Lab 02 (Logistic Regression) — classification metrics
Lab 05 (Decision Trees) — the model we evaluate

Tools

Docker: zchencow/innozverse-python:latest

Lab Instructions

docker run --rm zchencow/innozverse-python:latest python3 - << 'PYEOF'
import numpy as np
from collections import Counter

np.random.seed(42)

# ── Dataset: Surface products → tier classification ───────────────────────────
X_raw = np.array([
    [399,4,64,10.5],[599,8,128,10.5],[699,8,128,10.5],[799,8,128,12.3],
    [899,8,256,12.3],[999,8,256,12.3],[999,16,256,12.3],[1099,16,256,12.3],
    [1199,16,256,13.5],[1299,16,512,13.5],[1399,16,512,13.5],[1499,16,512,13.5],
    [1599,32,512,13.5],[1699,32,512,13.5],[1799,32,512,13.5],[1999,32,512,13.5],
    [2199,32,1000,13.5],[2499,32,1000,13.5],[2999,32,1000,28.0],[3499,32,1000,28.0],
], dtype=float)
y = np.array([0,0,0,0, 1,1,1,1, 1,1,2,2, 2,2,2,2, 2,2,2,2])  # 4 budget, 6 mid, 10 premium
mu, std = X_raw.mean(0), X_raw.std(0)+1e-8
X = (X_raw - mu) / std

# ── Simple model implementations ─────────────────────────────────────────────
class DummyMajority:
    """Always predict majority class."""
    def fit(self, X, y):
        self.majority = Counter(y).most_common(1)[0][0]; return self
    def predict(self, X): return np.full(len(X), self.majority)

class KNNModel:
    def __init__(self, k=3):
        self.k = k
    def fit(self, X, y):
        self.X_tr, self.y_tr = X, y; return self
    def predict(self, X):
        preds = []
        for x in X:
            dists = np.sqrt(((self.X_tr - x)**2).sum(axis=1))
            top_k = self.y_tr[np.argsort(dists)[:self.k]]
            preds.append(Counter(top_k).most_common(1)[0][0])
        return np.array(preds)

class LinearModel:
    """One-vs-rest logistic regression."""
    def fit(self, X, y, epochs=200, lr=0.1):
        self.classes = np.unique(y)
        n, d = X.shape
        self.weights = np.zeros((len(self.classes), d))
        self.biases  = np.zeros(len(self.classes))
        for c_idx, c in enumerate(self.classes):
            y_bin = (y == c).astype(float)
            w, b  = np.zeros(d), 0.0
            for _ in range(epochs):
                z    = X @ w + b
                p    = 1 / (1 + np.exp(-np.clip(z, -30, 30)))
                err  = p - y_bin
                w   -= lr * X.T @ err / n
                b   -= lr * err.mean()
            self.weights[c_idx], self.biases[c_idx] = w, b
        return self
    def predict(self, X):
        scores = X @ self.weights.T + self.biases
        return self.classes[np.argmax(scores, axis=1)]

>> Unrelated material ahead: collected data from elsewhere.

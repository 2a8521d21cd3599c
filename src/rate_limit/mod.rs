//! Adaptive per-site rate limiter
//!
//! Every configured site gets three token buckets, one per [`RequestClass`], derived
//! from a single base [`RateLimitConfig`], plus one sliding window that caps the
//! site's total throughput across classes.
//!
//! # Components
//!
//! - `AdaptiveTokenBucket`: continuous refill, delay that adapts to success/failure
//! - `SlidingWindow`: at most `burst_size * 60` requests per 60 seconds per site
//! - `RateLimiter`: the shared service handed to every crawl session
//!
//! Buckets are locked per (site, class) and windows per site, so sessions crawling
//! the same site from different tasks share pacing safely.

mod config;
mod sliding_window;
mod token_bucket;

pub use config::{ClassMultipliers, RateLimitConfig, RequestClass};
pub use sliding_window::SlidingWindow;
pub use token_bucket::{AdaptiveTokenBucket, SUCCESS_STREAK_THRESHOLD};

use crate::{ConfigError, ConfigResult};
use std::collections::HashMap;
use std::sync::Arc;
use std::time::Duration;
use tokio::sync::{Mutex, RwLock};
use tokio::time::Instant;
use tracing::{debug, trace, warn};

/// Length of the per-site throughput window
pub const WINDOW_LENGTH: Duration = Duration::from_secs(60);

/// Poll interval while the per-site window is full
pub const WINDOW_POLL_INTERVAL: Duration = Duration::from_millis(100);

/// Pacing state for one site
#[derive(Debug)]
struct SiteLimits {
    buckets: HashMap<RequestClass, Arc<Mutex<AdaptiveTokenBucket>>>,
    window: Arc<Mutex<SlidingWindow>>,
}

impl SiteLimits {
    fn new(base: &RateLimitConfig, multipliers: &ClassMultipliers, now: Instant) -> Self {
        let buckets = RequestClass::ALL
            .iter()
            .map(|class| {
                let derived = multipliers.derive(base, *class);
                (
                    *class,
                    Arc::new(Mutex::new(AdaptiveTokenBucket::new(derived, now))),
                )
            })
            .collect();

        let window_capacity = base.burst_size as usize * WINDOW_LENGTH.as_secs() as usize;

        Self {
            buckets,
            window: Arc::new(Mutex::new(SlidingWindow::new(WINDOW_LENGTH, window_capacity))),
        }
    }
}

/// Point-in-time view of one bucket, for logging and tests
#[derive(Debug, Clone, PartialEq)]
pub struct BucketSnapshot {
    pub config: RateLimitConfig,
    pub tokens: f64,
    pub current_delay: Duration,
    pub success_streak: u32,
    pub failure_count: u32,
}

/// Shared, explicitly constructed rate limiting service
#[derive(Debug, Default)]
pub struct RateLimiter {
    multipliers: ClassMultipliers,
    sites: RwLock<HashMap<String, Arc<SiteLimits>>>,
}

impl RateLimiter {
    /// Creates a limiter with the default class multipliers and no sites
    pub fn new() -> Self {
        Self::default()
    }

    /// Creates a limiter with custom class multipliers and no sites
    ///
    /// # Returns
    ///
    /// * `Ok(RateLimiter)` - The multipliers are all positive and finite
    /// * `Err(ConfigError::Validation)` - A multiplier would derive an unusable config
    pub fn with_multipliers(multipliers: ClassMultipliers) -> ConfigResult<Self> {
        multipliers
            .check()
            .map_err(|e| ConfigError::Validation(format!("class-multipliers: {}", e)))?;

        Ok(Self {
            multipliers,
            sites: RwLock::new(HashMap::new()),
        })
    }

    /// Creates a limiter and configures every `(site, config)` pair
    ///
    /// Fails on the first invalid multiplier or site config.
    pub async fn with_sites<I, S>(multipliers: ClassMultipliers, sites: I) -> ConfigResult<Self>
    where
        I: IntoIterator<Item = (S, RateLimitConfig)>,
        S: Into<String>,
    {
        let limiter = Self::with_multipliers(multipliers)?;
        for (site, config) in sites {
            limiter.configure(site, config).await?;
        }
        Ok(limiter)
    }

    /// Installs fresh buckets and a fresh window for `site`
    ///
    /// Reconfiguring a site discards its previous pacing state. An invalid config is
    /// rejected and leaves any existing state for `site` untouched.
    ///
    /// # Returns
    ///
    /// * `Ok(())` - The site is configured
    /// * `Err(ConfigError::Validation)` - `config` breaks a [`RateLimitConfig`] invariant
    pub async fn configure(
        &self,
        site: impl Into<String>,
        config: RateLimitConfig,
    ) -> ConfigResult<()> {
        let site = site.into();
        config
            .check()
            .map_err(|e| ConfigError::Validation(format!("rate limit for '{}': {}", site, e)))?;

        let limits = SiteLimits::new(&config, &self.multipliers, Instant::now());

        debug!(
            "Rate limit configured for {}: {} rps, burst {}, delay {:?}..{:?}",
            site, config.requests_per_second, config.burst_size, config.min_delay, config.max_delay
        );

        self.sites.write().await.insert(site, Arc::new(limits));
        Ok(())
    }

    pub async fn is_configured(&self, site: &str) -> bool {
        self.sites.read().await.contains_key(site)
    }

    async fn site(&self, site: &str) -> Option<Arc<SiteLimits>> {
        self.sites.read().await.get(site).cloned()
    }

    async fn bucket(
        &self,
        site: &str,
        class: RequestClass,
    ) -> Option<Arc<Mutex<AdaptiveTokenBucket>>> {
        self.site(site)
            .await
            .and_then(|limits| limits.buckets.get(&class).cloned())
    }

    /// Waits until `site` may issue one request of `class`
    ///
    /// First takes a token from the class bucket, sleeping the bucket's current delay
    /// whenever it is empty, then claims a slot in the site window, polling every
    /// [`WINDOW_POLL_INTERVAL`] while it is full. Unconfigured sites pass straight
    /// through.
    ///
    /// # Returns
    ///
    /// The total time spent waiting
    pub async fn wait(&self, site: &str, class: RequestClass) -> Duration {
        let Some(limits) = self.site(site).await else {
            trace!("No rate limit configured for {}", site);
            return Duration::ZERO;
        };

        let started = Instant::now();

        if let Some(bucket) = limits.buckets.get(&class) {
            loop {
                let delay = {
                    let mut bucket = bucket.lock().await;
                    if bucket.try_consume(Instant::now()) {
                        break;
                    }
                    bucket.current_delay()
                };
                trace!("{}/{} bucket empty, sleeping {:?}", site, class, delay);
                tokio::time::sleep(delay).await;
            }
        }

        loop {
            if limits.window.lock().await.try_add(Instant::now()) {
                break;
            }
            trace!("{} window full, sleeping {:?}", site, WINDOW_POLL_INTERVAL);
            tokio::time::sleep(WINDOW_POLL_INTERVAL).await;
        }

        let waited = started.elapsed();
        if !waited.is_zero() {
            debug!("Waited {:?} for {} ({})", waited, site, class);
        }
        waited
    }

    /// Reports a successful request of `class` against `site`
    pub async fn on_success(&self, site: &str, class: RequestClass) {
        if let Some(bucket) = self.bucket(site, class).await {
            let mut bucket = bucket.lock().await;
            let before = bucket.current_delay();
            bucket.on_success();
            if bucket.current_delay() != before {
                debug!(
                    "{}/{} delay relaxed {:?} -> {:?}",
                    site,
                    class,
                    before,
                    bucket.current_delay()
                );
            }
        }
    }

    /// Reports a failed request of `class` against `site`
    pub async fn on_failure(&self, site: &str, class: RequestClass) {
        if let Some(bucket) = self.bucket(site, class).await {
            let mut bucket = bucket.lock().await;
            bucket.on_failure();
            warn!(
                "{}/{} failure #{}, delay now {:?}",
                site,
                class,
                bucket.failure_count(),
                bucket.current_delay()
            );
        }
    }

    /// Returns the current state of one bucket, if the site is configured
    pub async fn snapshot(&self, site: &str, class: RequestClass) -> Option<BucketSnapshot> {
        let bucket = self.bucket(site, class).await?;
        let mut bucket = bucket.lock().await;
        bucket.refill(Instant::now());

        Some(BucketSnapshot {
            config: *bucket.config(),
            tokens: bucket.tokens(),
            current_delay: bucket.current_delay(),
            success_streak: bucket.success_streak(),
            failure_count: bucket.failure_count(),
        })
    }

    /// Requests counted against the site window right now
    pub async fn window_usage(&self, site: &str) -> Option<(usize, usize)> {
        let limits = self.site(site).await?;
        let mut window = limits.window.lock().await;
        Some((window.len(Instant::now()), window.max_requests()))
    }
}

# ── Step 1: Train/Val/Test split ─────────────────────────────────────────────
print("=== Step 1: Data Splitting ===")

def train_val_test_split(X, y, val_frac=0.15, test_frac=0.15):
    n = len(X)
    idx = np.random.permutation(n)
    test_n = int(n * test_frac)
    val_n  = int(n * val_frac)
    test_idx  = idx[:test_n]
    val_idx   = idx[test_n:test_n+val_n]
    train_idx = idx[test_n+val_n:]
    return (X[train_idx], y[train_idx],
            X[val_idx],   y[val_idx],
            X[test_idx],  y[test_idx])

X_tr, y_tr, X_val, y_val, X_te, y_te = train_val_test_split(X, y)
print(f"  Total: {len(X)} samples")
print(f"  Train: {len(X_tr)} ({len(X_tr)/len(X)*100:.0f}%)  "
      f"Val: {len(X_val)} ({len(X_val)/len(X)*100:.0f}%)  "
      f"Test: {len(X_te)} ({len(X_te)/len(X)*100:.0f}%)")
print(f"  Train class distribution: {Counter(y_tr)}")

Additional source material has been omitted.